>>>
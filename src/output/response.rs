//! CLI response formatting and output.
//!
//! Provides JSON envelope, printing, and exit code mapping.

use stagehand::error::Hint;
use stagehand::{Error, ErrorCode, Result};
use serde::Serialize;

#[derive(Debug, Serialize)]
pub struct CliResponse<T: Serialize> {
    pub success: bool,
    #[serde(skip_serializing_if = "Option::is_none")]
    pub data: Option<T>,
    #[serde(skip_serializing_if = "Option::is_none")]
    pub error: Option<CliError>,
}

#[derive(Debug, Serialize)]
pub struct CliError {
    pub code: String,
    pub message: String,
    pub details: serde_json::Value,
    #[serde(skip_serializing_if = "Option::is_none")]
    pub hints: Option<Vec<Hint>>,
    #[serde(skip_serializing_if = "Option::is_none")]
    pub retryable: Option<bool>,
}

impl<T: Serialize> CliResponse<T> {
    pub fn success(data: T) -> Self {
        Self {
            success: true,
            data: Some(data),
            error: None,
        }
    }

    fn to_json(&self) -> Result<String> {
        serde_json::to_string_pretty(self).map_err(|e| {
            Error::internal_json(e.to_string(), Some("serialize response".to_string()))
        })
    }
}

impl CliResponse<()> {
    pub fn from_error(err: &Error) -> Self {
        Self {
            success: false,
            data: None,
            error: Some(CliError {
                code: err.code.as_str().to_string(),
                message: err.message.clone(),
                details: err.details.clone(),
                hints: if err.hints.is_empty() {
                    None
                } else {
                    Some(err.hints.clone())
                },
                retryable: err.retryable,
            }),
        }
    }
}

fn print_response<T: Serialize>(response: &CliResponse<T>) -> Result<()> {
    use std::io::{self, Write};

    let payload = response.to_json()?;
    let stdout = io::stdout();
    let mut handle = stdout.lock();
    if let Err(e) = writeln!(handle, "{}", payload) {
        if e.kind() == io::ErrorKind::BrokenPipe {
            return Ok(()); // Exit gracefully on SIGPIPE
        }
        return Err(Error::internal_io(
            e.to_string(),
            Some("write stdout".to_string()),
        ));
    }
    Ok(())
}

pub fn print_success<T: Serialize>(data: T) -> Result<()> {
    print_response(&CliResponse::success(data))
}

pub fn print_result<T: Serialize>(result: Result<T>) -> Result<()> {
    match result {
        Ok(data) => print_success(data),
        Err(err) => print_response(&CliResponse::<()>::from_error(&err)),
    }
}

pub fn map_cmd_result_to_json<T: Serialize>(
    result: Result<(T, i32)>,
) -> (Result<serde_json::Value>, i32) {
    match result {
        Ok((data, exit_code)) => match serde_json::to_value(data) {
            Ok(value) => (Ok(value), exit_code),
            Err(err) => (
                Err(Error::internal_json(
                    err.to_string(),
                    Some("serialize response".to_string()),
                )),
                1,
            ),
        },
        Err(err) => {
            let exit_code = exit_code_for_error(err.code);
            (Err(err), exit_code)
        }
    }
}

fn exit_code_for_error(code: ErrorCode) -> i32 {
    match code {
        ErrorCode::ConfigMissingKey
        | ErrorCode::ConfigInvalidFormat
        | ErrorCode::ConfigInvalidValue
        | ErrorCode::ValidationMissingArgument
        | ErrorCode::ValidationInvalidArgument => 2,

        ErrorCode::HostNotFound | ErrorCode::TaskNotFound => 4,

        ErrorCode::SshIdentityFileNotFound | ErrorCode::SshConnectFailed => 10,

        ErrorCode::RemoteCommandFailed | ErrorCode::TemplateNotFound => 20,

        ErrorCode::InternalIoError
        | ErrorCode::InternalJsonError
        | ErrorCode::InternalUnexpected => 1,
    }
}

pub fn print_json_result(result: Result<serde_json::Value>) -> Result<()> {
    match result {
        Ok(data) => print_success(data),
        Err(err) => print_response(&CliResponse::<()>::from_error(&err)),
    }
}

#[cfg(test)]
mod tests {
    use super::*;

    #[test]
    fn error_codes_map_to_exit_codes() {
        assert_eq!(exit_code_for_error(ErrorCode::ConfigMissingKey), 2);
        assert_eq!(exit_code_for_error(ErrorCode::HostNotFound), 4);
        assert_eq!(exit_code_for_error(ErrorCode::SshConnectFailed), 10);
        assert_eq!(exit_code_for_error(ErrorCode::RemoteCommandFailed), 20);
        assert_eq!(exit_code_for_error(ErrorCode::InternalIoError), 1);
    }

    #[test]
    fn error_envelope_carries_code_and_hints() {
        let err = Error::host_not_found("web3", vec!["web1".to_string()]);
        let value = serde_json::to_value(CliResponse::<()>::from_error(&err)).unwrap();
        assert_eq!(value["success"], false);
        assert_eq!(value["error"]["code"], "host.not_found");
        assert_eq!(value["error"]["details"]["suggestions"][0], "web1");
        assert!(value.get("data").is_none());
    }

    #[test]
    fn successful_results_keep_exit_code() {
        let (value, code) = map_cmd_result_to_json(Ok((vec!["a"], 3)));
        assert_eq!(code, 3);
        assert_eq!(value.unwrap()[0], "a");
    }
}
<<<
Task directions –
Return every line from the entries that holds the string "InternalIoError".

Answer to this exercise –
        ErrorCode::InternalIoError
        assert_eq!(exit_code_for_error(ErrorCode::InternalIoError), 1);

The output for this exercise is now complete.